Brett, it's an interesting discussion, because we live in an age that is more distinguished by its technology than its art. It was somewhat unfair of me to voice my opinion of backing tracks in Japhlet's thread, as without any doubt, he is a player who can "back his shit up" (to quote Matt).

I definitely think there's a place for loops and sequencers in electronic music. Music which is born out of machines, begs to be performed by machines. The rigidity of quantized drums and arpeggiators is another colour on the musical palette. Having seen primarily electronic artists like Moby trying to replace samples with live musicians in concert, I'm not convinced that "real" is always better.
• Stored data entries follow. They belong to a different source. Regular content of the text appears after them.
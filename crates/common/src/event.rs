//! The record carried on the rating topic.

use serde::{Deserialize, Serialize};

use crate::types::{DriverId, PassengerId};

/// Request to create a rating, emitted once per trip closure.
///
/// Travels as camelCase JSON:
/// `{"driverId":1,"passengerId":1,"score":5.0,"comment":"Great trip!"}`.
#[derive(Debug, Clone, PartialEq, Serialize, Deserialize)]
#[serde(rename_all = "camelCase")]
pub struct RatingCreationEvent {
    pub driver_id: DriverId,
    pub passenger_id: PassengerId,
    pub score: f64,
    #[serde(default)]
    pub comment: Option<String>,
}

impl RatingCreationEvent {
    /// Creates an event for the given pair.
    pub fn new(
        driver_id: DriverId,
        passenger_id: PassengerId,
        score: f64,
        comment: Option<String>,
    ) -> Self {
        Self {
            driver_id,
            passenger_id,
            score,
            comment,
        }
    }

    /// Partition key for the channel.
    ///
    /// Every event for one (driver, passenger) pair maps to the same key, so
    /// redeliveries of one logical rating stay ordered within a partition.
    pub fn partition_key(&self) -> String {
        format!("{}:{}", self.driver_id, self.passenger_id)
    }

    /// Encodes the event as its JSON wire form.
    pub fn to_bytes(&self) -> serde_json::Result<Vec<u8>> {
        serde_json::to_vec(self)
    }

    /// Decodes the event from its JSON wire form.
    pub fn from_bytes(bytes: &[u8]) -> serde_json::Result<Self> {
        serde_json::from_slice(bytes)
    }
}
With recorded music I'm generally no purist; the end result almost always justifies the means. Producers with great creative vision and patience can achieve amazing results. The Beatles were great songwriters, but it has been well argued that George Martin was the real star of the band. Reproducing their sound in front rabid audiences was near impossible. Of course, there's also a place for truly "live" recordings. You wouldn't play a CD of Daniel Barenboim or Paco de Lucia and doubt that you were hearing a "real" performance. Even so, there's a fair chance that even top artists will have done 20 + takes and selected the best one for an album.

I have really mixed feelings about "live looping" and where it's headed. A lot of people seem to use Boss-style loopers to make up for a lack of something better to do. The fact that newer pedals quantize everything and allow you to store a lot of pre-recorded material only blurs the distinction between "live" and backing tracks. Some unscrupulous looping artists use this to its full advantage to impress uninformed audiences, with lofty statements like "nothing pre-recorded, all played live". Which it is...sort of. It's hard to get away from that most looped music has a "sameness" to it, unless it's used an occasional effect. I once saw (Australian blues guitarist) Jeff Lang use only ONE short loop during an otherwise entirely live concert, and it worked beautifully. But when Bruce Cockburn tours Australia with a loop station, I just think "someone is cutting corners", and I'd rather just hear his magnificent songs and guitar playing stand on their own. Yes, I'm still open to being impressed by looping; and it does happen from time to time. Just not very often.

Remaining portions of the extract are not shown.